This proposal leads us to expect that a reaction will tend to proceed spontaneously if the products have lower energy than the reactants. This expectation is in accord with experience with many reactions, especially for those which release a large amount of heat.
There are two basic and serious difficulties with our proposed explanation.
(1) Some endothermic reactions proceed spontaneously. One example is the evaporation of a liquid. Water evaporates spontaneously but it absorbs heat as it does so. It is not “rolling downhill” energetically. When ammonium chloride dissolves in water, the solution becomes cooler.

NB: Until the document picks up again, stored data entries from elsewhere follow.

//! Feature assembly
//!
//! Drives one feature-generation run against injected storage handles:
//!
//! ```text
//!   BookSource ──► width/mid ──► forward/backward mids ──► power tiers ─┐
//!                                                                      ├──► FeatureTable
//!   TradeSource ─────────────► trailing windows per trade offset ──────┘
//! ```
//!
//! Training runs read the oldest snapshots and drop rows that cannot be
//! labeled. Live runs read the newest snapshots and keep every row, since
//! each current snapshot must yield a prediction.

use bitmicro_core::{BookSnapshot, SortOrder, TimeRange, Timestamp};
use bitmicro_ports::{BookSource, TradeSource};
use log::{debug, info, warn};
use std::time::Instant;

use crate::book::{BookFeatures, width_and_mid};
use crate::config::FeatureConfig;
use crate::error::{FeatureError, FeatureResult};
use crate::labels::{backward_features, forward_labels};
use crate::table::{FeatureRow, FeatureSchema, FeatureTable};
use crate::trades::trade_features;

/// Whether a run feeds model training or live inference
#[derive(Debug, Clone, Copy, PartialEq, Eq)]
pub enum RunMode {
    /// Oldest snapshots first; unlabeled rows dropped; stage timings logged
    Training,
    /// Newest snapshots first; every row kept
    Live,
}

impl RunMode {
    /// Order snapshots are requested from storage in
    pub fn sort_order(&self) -> SortOrder {
        match self {
            RunMode::Training => SortOrder::Ascending,
            RunMode::Live => SortOrder::Descending,
        }
    }
}

/// Stage timer; only training runs report at info level
struct StageTimer {
    mode: RunMode,
    start: Instant,
    stage: Instant,
}

impl StageTimer {
    fn new(mode: RunMode) -> Self {
        let now = Instant::now();
        Self {
            mode,
            start: now,
            stage: now,
        }
    }

    fn lap(&mut self, label: &str) {
        let minutes = self.stage.elapsed().as_secs_f64() / 60.0;
        match self.mode {
            RunMode::Training => info!("{} run time: {:.4} minutes", label, minutes),
            RunMode::Live => debug!("{} run time: {:.4} minutes", label, minutes),
        }
        self.stage = Instant::now();
    }

    fn finish(&self) {
        let minutes = self.start.elapsed().as_secs_f64() / 60.0;
        match self.mode {
            RunMode::Training => info!("make_features run time: {:.4} minutes", minutes),
            RunMode::Live => debug!("make_features run time: {:.4} minutes", minutes),
        }
    }
}

/// Joins book and trade history into a feature table
///
/// Borrows the storage handles for the duration of a run; connection
/// lifecycle stays with the caller.
pub struct FeatureAssembler<'a, B: BookSource + ?Sized, T: TradeSource + ?Sized> {
    books: &'a B,
    trades: &'a T,
    config: &'a FeatureConfig,
}

impl<'a, B: BookSource + ?Sized, T: TradeSource + ?Sized> FeatureAssembler<'a, B, T> {
    pub fn new(books: &'a B, trades: &'a T, config: &'a FeatureConfig) -> Self {
        Self {
            books,
            trades,
            config,
        }
    }

    /// Run feature generation over up to `sample` snapshots of `symbol`
    pub fn run(&self, symbol: &str, sample: usize, mode: RunMode) -> FeatureResult<FeatureTable> {
        self.config.validate()?;
        let config = self.config;
        let schema = FeatureSchema::from_config(config);
        let mut timer = StageTimer::new(mode);

        // Book related features
        let mut books = self.books.fetch_books(symbol, sample, mode.sort_order())?;
        if books.is_empty() {
            return Err(FeatureError::NoBooks {
                symbol: symbol.to_string(),
            });
        }
        // Lookups need ascending keys whatever order storage returned
        books.sort_by_key(|book| book.timestamp);

        let timestamps: Vec<Timestamp> = books.iter().map(|book| book.timestamp).collect();
        let quotes = books
            .iter()
            .map(|book| {
                width_and_mid(book).ok_or(FeatureError::OneSidedBook {
                    timestamp: book.timestamp,
                })
            })
            .collect::<FeatureResult<Vec<(f64, f64)>>>()?;
        let mids: Vec<f64> = quotes.iter().map(|&(_, mid)| mid).collect();
        timer.lap("book, width and mid");

        let forward: Vec<Vec<Option<f64>>> = config
            .mid_offsets
            .iter()
            .map(|&n| forward_labels(&timestamps, &mids, n, config.sensitivity))
            .collect();
        let backward: Vec<Vec<f64>> = config
            .mid_offsets
            .iter()
            .map(|&n| backward_features(&timestamps, &mids, n, config.sensitivity))
            .collect();

        // Rows travel with their snapshot until the depth is no longer needed
        let mut rows: Vec<(FeatureRow, &BookSnapshot)> = books
            .iter()
            .enumerate()
            .map(|(i, book)| {
                let row = FeatureRow {
                    timestamp: book.timestamp,
                    width: quotes[i].0,
                    mid: quotes[i].1,
                    forward: forward.iter().map(|column| column[i]).collect(),
                    backward: backward.iter().map(|column| column[i]).collect(),
                    power: Vec::with_capacity(config.power_tiers.len()),
                    trades: Vec::with_capacity(config.trade_offsets.len()),
                };
                (row, book)
            })
            .collect();

        if mode == RunMode::Training {
            let before = rows.len();
            rows.retain(|(row, _)| row.is_labeled());
            debug!("Dropped {} unlabeled rows of {}", before - rows.len(), before);
        }
        timer.lap("offset mids");

        if rows.is_empty() {
            warn!("No labeled rows for {} in a sample of {}", symbol, sample);
            timer.finish();
            return Ok(FeatureTable::new(schema, Vec::new()));
        }

        let extractors: Vec<BookFeatures> = config
            .power_tiers
            .iter()
            .map(|&power| BookFeatures::with_depth(config.depth_levels, power))
            .collect();
        for (row, book) in rows.iter_mut() {
            for extractor in &extractors {
                let tier = extractor
                    .extract(*book)
                    .ok_or(FeatureError::OneSidedBook {
                        timestamp: book.timestamp,
                    })?;
                row.power.push(tier);
            }
        }
        let mut rows: Vec<FeatureRow> = rows.into_iter().map(|(row, _)| row).collect();
        timer.lap("power calcs");

        // Trade related features
        let (first, last) = (rows[0].timestamp, rows[rows.len() - 1].timestamp);
        let range = TimeRange::new(first - config.largest_trade_offset(), last);
        let mut trades = self.trades.fetch_trades(symbol, range)?;
        if !trades.is_sorted_by_key(|trade| trade.timestamp) {
            warn!("Trades for {} arrived unsorted; sorting by timestamp", symbol);
            trades.sort_by_key(|trade| trade.timestamp);
        }
        debug!(
            "Using {} trades in [{}, {}] for {}",
            trades.len(),
            range.start,
            range.end,
            symbol
        );

        for row in rows.iter_mut() {
            for &n in &config.trade_offsets {
                row.trades
                    .push(trade_features(&trades, row.timestamp, n, row.mid));
            }
        }
        timer.lap("trade features");
        timer.finish();

        if mode.sort_order() == SortOrder::Descending {
            rows.reverse();
        }
        Ok(FeatureTable::new(schema, rows))
    }
}

/// Build a feature table for `sample` snapshots of `symbol`
pub fn make_features<B, T>(
    books: &B,
    trades: &T,
    symbol: &str,
    sample: usize,
    config: &FeatureConfig,
    mode: RunMode,
) -> FeatureResult<FeatureTable>
where
    B: BookSource + ?Sized,
    T: TradeSource + ?Sized,
{
    FeatureAssembler::new(books, trades, config).run(symbol, sample, mode)
}

/// Labeled training table with the default offsets
pub fn make_data<B, T>(books: &B, trades: &T, symbol: &str, sample: usize) -> FeatureResult<FeatureTable>
where
    B: BookSource + ?Sized,
    T: TradeSource + ?Sized,
{
    make_features(
        books,
        trades,
        symbol,
        sample,
        &FeatureConfig::default(),
        RunMode::Training,
    )
}

/// Unlabeled table over the newest snapshots, newest first
pub fn make_live_features<B, T>(
    books: &B,
    trades: &T,
    symbol: &str,
    sample: usize,
    config: &FeatureConfig,
) -> FeatureResult<FeatureTable>
where
    B: BookSource + ?Sized,
    T: TradeSource + ?Sized,
{
    make_features(books, trades, symbol, sample, config, RunMode::Live)
}

#[cfg(test)]
mod tests {
    use super::*;

    #[test]
    fn test_sort_order_per_mode() {
        assert_eq!(RunMode::Training.sort_order(), SortOrder::Ascending);
        assert_eq!(RunMode::Live.sort_order(), SortOrder::Descending);
    }
}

Again heat is absorbed — yet the ammonium chloride goes ahead and dissolves.
(2) Spontaneous chemical reactions do not go to completion. Even if a spontaneous reaction is exothermic, it proceeds only till it reaches equilibrium. But in our golf ball analogy, “equilibrium” is reached when all of the golf balls are on the lower level. Our analogy would lead us to expect that an exothermic reaction would proceed until all of the reactants are converted to products, not to a dynamic equilibrium.
Because of these failures, we need to alter our proposed explanation. We must seek a new analogy that gives a better correspondence with the behavior of chemical reactions. How should we alter our golf ball analogy to bring it into better accord with experimental facts? Here is a possible view.

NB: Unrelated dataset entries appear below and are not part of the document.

//! Minimal reflective dependency-injection container.
//!
//! Classes are described to a [`Container`] once (constructor signature,
//! constructor, methods). The container then:
//!
//! - maps abstract names to concrete classes ([`Container::register`]);
//! - builds instances by recursively resolving object-typed constructor
//!   parameters ([`Container::build`]);
//! - caches at most one instance per key ([`Container::build_with_singleton`],
//!   [`Container::singleton`]);
//! - calls methods with resolved objects plus caller scalars
//!   ([`Container::invoke`]).
//!
//! ```
//! use ioc::{ClassBuilder, Container, Signature, Value};
//!
//! #[derive(Default)]
//! struct Greeter;
//!
//! let container = Container::new();
//! container.define(
//!     ClassBuilder::<Greeter>::new("Greeter")
//!         .method("hello", Signature::new().untyped("name"), |_: &Greeter, args| {
//!             Ok(Value::from(format!("Hello, {}", args.str(0)?)))
//!         })
//!         .build(),
//! );
//!
//! let greeting = container
//!     .invoke("Greeter", "hello", vec![Value::from("Jack")])
//!     .unwrap();
//! assert_eq!(greeting, Value::from("Hello, Jack"));
//! ```

pub mod catalog;
pub mod class;
pub mod config;
pub mod container;
pub mod errors;
pub mod graph;
pub mod metrics;
pub mod registry;
pub mod signature;
pub mod singleton;
pub mod value;

pub use catalog::ClassCatalog;
pub use class::{ClassBuilder, ClassDescriptor, Injectable, MethodDescriptor};
pub use config::ContainerConfig;
pub use container::Container;
pub use errors::{ContainerContextExt, ContainerError, Result};
pub use graph::DependencyGraph;
pub use metrics::ContainerStats;
pub use registry::BindingRegistry;
pub use signature::{split_parameters, ParamType, Parameter, ScalarType, Signature};
pub use singleton::SingletonStore;
pub use value::{Args, Instance, Value};
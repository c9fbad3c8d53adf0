use parking_lot::RwLock;
use std::{collections::HashMap, sync::Arc};
use tracing::{debug, warn};

/// Abstract identifier → concrete identifier.
///
/// An unbound identifier resolves to itself.
#[derive(Clone, Default)]
pub struct BindingRegistry {
    bindings: Arc<RwLock<HashMap<String, String>>>,
    warn_on_rebind: bool,
}

impl BindingRegistry {
    pub fn new(warn_on_rebind: bool) -> Self {
        Self {
            bindings: Arc::new(RwLock::new(HashMap::new())),
            warn_on_rebind,
        }
    }

    /// Last registration wins. `concrete = None` binds the identifier to itself.
    pub fn register(&self, abstract_id: &str, concrete: Option<&str>) {
        let concrete = concrete.unwrap_or(abstract_id).to_string();
        let previous = self
            .bindings
            .write()
            .insert(abstract_id.to_string(), concrete.clone());

        match previous {
            Some(old) if old != concrete && self.warn_on_rebind => {
                warn!("Binding {} -> {} replaced by {}", abstract_id, old, concrete);
            }
            _ => debug!("Bound {} -> {}", abstract_id, concrete),
        }
    }

    pub fn resolve(&self, abstract_id: &str) -> String {
        self.bindings
            .read()
            .get(abstract_id)
            .cloned()
            .unwrap_or_else(|| abstract_id.to_string())
    }

    pub fn is_bound(&self, abstract_id: &str) -> bool {
        self.bindings.read().contains_key(abstract_id)
    }

    /// Returns the concrete identifier that was bound, if any
    pub fn unregister(&self, abstract_id: &str) -> Option<String> {
        self.bindings.write().remove(abstract_id)
    }

    pub fn len(&self) -> usize {
        self.bindings.read().len()
    }

    pub fn is_empty(&self) -> bool {
        self.bindings.read().is_empty()
    }

    /// Sorted (abstract, concrete) pairs
    pub fn snapshot(&self) -> Vec<(String, String)> {
        let mut pairs: Vec<(String, String)> = self
            .bindings
            .read()
            .iter()
            .map(|(k, v)| (k.clone(), v.clone()))
            .collect();
        pairs.sort();
        pairs
    }

    pub fn clear(&self) {
        self.bindings.write().clear();
    }
}
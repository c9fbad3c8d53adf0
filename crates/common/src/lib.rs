pub mod structured_logging;

pub use structured_logging::{
    init_structured_logging,
    init_test_logging,
    JsonFormatter,
    LoggingConfig,
    StructuredLogEntry,
};
//! Container configuration.
//!
//! Sources, lowest priority first: `Default`, a TOML document, then
//! `IOC_*` environment variables.

use serde::{Deserialize, Serialize};
use std::{env, fs, path::Path};

use crate::errors::{ContainerError, Result};

pub const ENV_PREFIX: &str = "IOC";

#[derive(Debug, Clone, PartialEq, Eq, Serialize, Deserialize)]
#[serde(default)]
pub struct ContainerConfig {
    /// Shown in logs
    pub name: String,
    /// Fail with `CyclicDependency` instead of recursing forever
    pub detect_cycles: bool,
    /// Warn when a binding is replaced by a different concrete class
    pub warn_on_rebind: bool,
}

impl Default for ContainerConfig {
    fn default() -> Self {
        Self {
            name: "default".to_string(),
            detect_cycles: true,
            warn_on_rebind: true,
        }
    }
}

impl ContainerConfig {
    pub fn from_toml_str(content: &str) -> Result<Self> {
        toml::from_str(content).map_err(|e| ContainerError::configuration(e.to_string()))
    }

    pub fn load_from_file<P: AsRef<Path>>(path: P) -> Result<Self> {
        let path = path.as_ref();
        let content = fs::read_to_string(path).map_err(|e| {
            ContainerError::configuration(format!("cannot read {}: {}", path.display(), e))
        })?;
        Self::from_toml_str(&content)
    }

    /// Defaults overridden by the environment
    pub fn from_env() -> Result<Self> {
        let mut config = Self::default();
        config.apply_env_overrides()?;
        Ok(config)
    }

    pub fn apply_env_overrides(&mut self) -> Result<()> {
        let prefix = format!("{}_", ENV_PREFIX);
        for (key, value) in env::vars() {
            if let Some(field) = key.strip_prefix(&prefix) {
                self.apply_env_var(field, &value)?;
            }
        }
        Ok(())
    }

    /// Unknown keys are ignored
    pub fn apply_env_var(&mut self, key: &str, value: &str) -> Result<()> {
        match key.to_uppercase().as_str() {
            "NAME" => self.name = value.to_string(),
            "DETECT_CYCLES" => self.detect_cycles = parse_flag(key, value)?,
            "WARN_ON_REBIND" => self.warn_on_rebind = parse_flag(key, value)?,
            _ => {}
        }
        Ok(())
    }

    pub fn to_toml_string(&self) -> Result<String> {
        toml::to_string_pretty(self).map_err(|e| ContainerError::configuration(e.to_string()))
    }
}

fn parse_flag(key: &str, value: &str) -> Result<bool> {
    match value.trim().to_lowercase().as_str() {
        "1" | "true" | "yes" | "on" => Ok(true),
        "0" | "false" | "no" | "off" => Ok(false),
        other => Err(ContainerError::configuration(format!(
            "invalid boolean '{}' for {}_{}",
            other, ENV_PREFIX, key
        ))),
    }
}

1.9.2 Tendency Towards Maximum Randomness
Consider two cards, an ace (1), and the 2. There are only two ways of arranging the cards, both ways “ordered” 1,2 or 2,1.
Consider three cards, an ace (1), a 2 and a 3. There are six ways of arranging the cards,
1, 2, 3
; 1, 3, 2; 2, 3, 1; 2, 1, 3;
3, 2, 1
and 3, 1, 2. Two of the six are ordered and they are shown in
bold print
.
Consider five cards, an ace (1), and the cards 2, 3, 4 and 5.

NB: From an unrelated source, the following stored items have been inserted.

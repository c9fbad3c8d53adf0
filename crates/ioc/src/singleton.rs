//! Singleton store: at most one instance per key.
//!
//! Reads go through a shared `RwLock`. Construction on a miss is serialised
//! per key by a dedicated mutex and the store is re-checked under it, so two
//! threads racing for the same key never both run the factory.

use parking_lot::{Mutex, RwLock};
use std::{collections::HashMap, sync::Arc};
use tracing::debug;

use crate::{errors::Result, value::Instance};

#[derive(Clone, Default)]
pub struct SingletonStore {
    instances: Arc<RwLock<HashMap<String, Instance>>>,
    /// Per-key construction locks
    building: Arc<Mutex<HashMap<String, Arc<Mutex<()>>>>>,
}

/// Outcome of [`SingletonStore::get_or_try_insert_with`]
#[derive(Debug, Clone)]
pub enum Lookup {
    Cached(Instance),
    Created(Instance),
}

impl Lookup {
    pub fn into_instance(self) -> Instance {
        match self {
            Lookup::Cached(instance) | Lookup::Created(instance) => instance,
        }
    }

    pub fn was_cached(&self) -> bool {
        matches!(self, Lookup::Cached(_))
    }
}

impl SingletonStore {
    pub fn new() -> Self {
        Self::default()
    }

    /// Overwrites any previous entry for `key`
    pub fn insert(&self, key: impl Into<String>, instance: Instance) {
        let key = key.into();
        debug!("Stored singleton {} ({})", key, instance.class());
        self.instances.write().insert(key, instance);
    }

    pub fn get(&self, key: &str) -> Option<Instance> {
        self.instances.read().get(key).cloned()
    }

    pub fn contains(&self, key: &str) -> bool {
        self.instances.read().contains_key(key)
    }

    /// No-op when the key is absent
    pub fn remove(&self, key: &str) -> Option<Instance> {
        self.instances.write().remove(key)
    }

    pub fn len(&self) -> usize {
        self.instances.read().len()
    }

    pub fn is_empty(&self) -> bool {
        self.instances.read().is_empty()
    }

    pub fn keys(&self) -> Vec<String> {
        let mut keys: Vec<String> = self.instances.read().keys().cloned().collect();
        keys.sort_unstable();
        keys
    }

    /// Drop every cached instance. Construction gates stay, so a build
    /// already running keeps excluding late arrivals for the same key.
    pub fn clear(&self) {
        self.instances.write().clear();
        debug!("Singleton store cleared");
    }

    /// Return the cached instance for `key`, or build it with `factory` and
    /// cache it. A failing factory leaves the store untouched.
    pub fn get_or_try_insert_with<F>(&self, key: &str, factory: F) -> Result<Lookup>
    where
        F: FnOnce() -> Result<Instance>,
    {
        if let Some(cached) = self.get(key) {
            return Ok(Lookup::Cached(cached));
        }

        let gate = {
            let mut building = self.building.lock();
            building
                .entry(key.to_string())
                .or_insert_with(|| Arc::new(Mutex::new(())))
                .clone()
        };
        let _guard = gate.lock();

        // Double-check: another thread may have finished while we waited
        if let Some(cached) = self.get(key) {
            return Ok(Lookup::Cached(cached));
        }

        let instance = factory()?;
        self.insert(key, instance.clone());
        Ok(Lookup::Created(instance))
    }
}

#[cfg(test)]
mod tests {
    use super::*;
    use crate::errors::ContainerError;
    use std::sync::{
        atomic::{AtomicUsize, Ordering},
        mpsc,
    };
    use std::time::Duration;

    #[test]
    fn test_insert_get_remove() {
        let store = SingletonStore::new();
        assert!(store.get("Foo").is_none());

        let foo = Instance::new("Foo", 1_i64);
        store.insert("Foo", foo.clone());
        assert!(store.get("Foo").unwrap().ptr_eq(&foo));

        assert!(store.remove("Foo").is_some());
        assert!(store.remove("Foo").is_none());
        assert!(store.get("Foo").is_none());
    }

    #[test]
    fn test_get_or_insert_runs_factory_once() {
        let store = SingletonStore::new();
        let calls = AtomicUsize::new(0);
        let factory = || {
            calls.fetch_add(1, Ordering::SeqCst);
            Ok(Instance::new("Foo", 1_i64))
        };

        let first = store.get_or_try_insert_with("Foo", factory).unwrap();
        let second = store
            .get_or_try_insert_with("Foo", || panic!("factory must not run on a hit"))
            .unwrap();

        assert!(!first.was_cached());
        assert!(second.was_cached());
        assert!(first.into_instance().ptr_eq(&second.into_instance()));
        assert_eq!(calls.load(Ordering::SeqCst), 1);
    }

    #[test]
    fn test_failed_factory_is_not_cached() {
        let store = SingletonStore::new();
        let result =
            store.get_or_try_insert_with("Foo", || Err(ContainerError::class_not_found("Foo")));

        assert!(result.is_err());
        assert!(!store.contains("Foo"));
    }

    #[test]
    fn test_clear_during_construction_keeps_key_exclusive() {
        let store = SingletonStore::new();
        let calls = AtomicUsize::new(0);
        let (started_tx, started_rx) = mpsc::channel();
        let (release_tx, release_rx) = mpsc::channel::<()>();

        let (store, calls) = (&store, &calls);

        std::thread::scope(|s| {
            let first = s.spawn(move || {
                store.get_or_try_insert_with("Foo", || {
                    calls.fetch_add(1, Ordering::SeqCst);
                    started_tx.send(()).unwrap();
                    release_rx.recv().unwrap();
                    Ok(Instance::new("Foo", 1_i64))
                })
            });

            started_rx.recv().unwrap();
            store.clear();

            let second = s.spawn(move || {
                store.get_or_try_insert_with("Foo", || {
                    calls.fetch_add(1, Ordering::SeqCst);
                    Ok(Instance::new("Foo", 2_i64))
                })
            });

            std::thread::sleep(Duration::from_millis(20));
            release_tx.send(()).unwrap();

            let first = first.join().unwrap().unwrap();
            let second = second.join().unwrap().unwrap();
            assert!(!first.was_cached());
            assert!(second.was_cached());
        });

        assert_eq!(calls.load(Ordering::SeqCst), 1);
        assert_eq!(store.len(), 1);
    }

    #[test]
    fn test_clear() {
        let store = SingletonStore::new();
        store.insert("a", Instance::new("A", 1_i64));
        store.insert("b", Instance::new("B", 2_i64));
        assert_eq!(store.keys(), vec!["a".to_string(), "b".to_string()]);

        store.clear();
        assert!(store.is_empty());
    }
}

They can be arranged in 120 different ways, here are a few:
Each order has the same probability as any of the others. However, only two (in bold print) we consider as “special” or “ordered” and the rest are considered as “disordered”. As the number of cards increases, the ratio of ordered arrangements to disordered arrangements decreases rapidly.
We see that as the number of cards increases, the ordered arrangements rapidly become a very small fraction of the total number of possible arrangements.
If we are to shuffle the cards then look at the arrangement we get, most probably we will end up with one of the arrangements that are called disordered. We can say that there is a high tendency for the cards to be disordered, or “random”.
We can say that shuffling favors randomness.
In a chemical reaction, the molecular motions due to their temperature is equivalent to shuffling. Molecules tend to favor random arrangements. Since molecules have the greatest freedom of movement in the gaseous state and the least freedom of motion in a crystal, we say that the gaseous state is more random than the liquid state, which in turn is more random than the solid state.
Consider how the golf ball situation shown in Figure 1.17 will change when the station wagon is driven over a bumpy road. Now the golf balls are shaken and jostled about; they roll around and collide with each other. Every now and then one of the golf balls even accumulates enough energy (through collisions) to return to the upper level of the station wagon floor. Of course, any golf ball that is bounced up tends to roll back down to the lower level a little later. As this bumpy ride continues, a state is reached in which golf balls are being jostled up to the higher level at the same rate they are rolling back down to the lower level. Then “equilibrium” exists. Some of the golf balls are on the lower level and some on the upper level. Since the rate of rolling up equals the rate of rolling down, a dynamic balance exists.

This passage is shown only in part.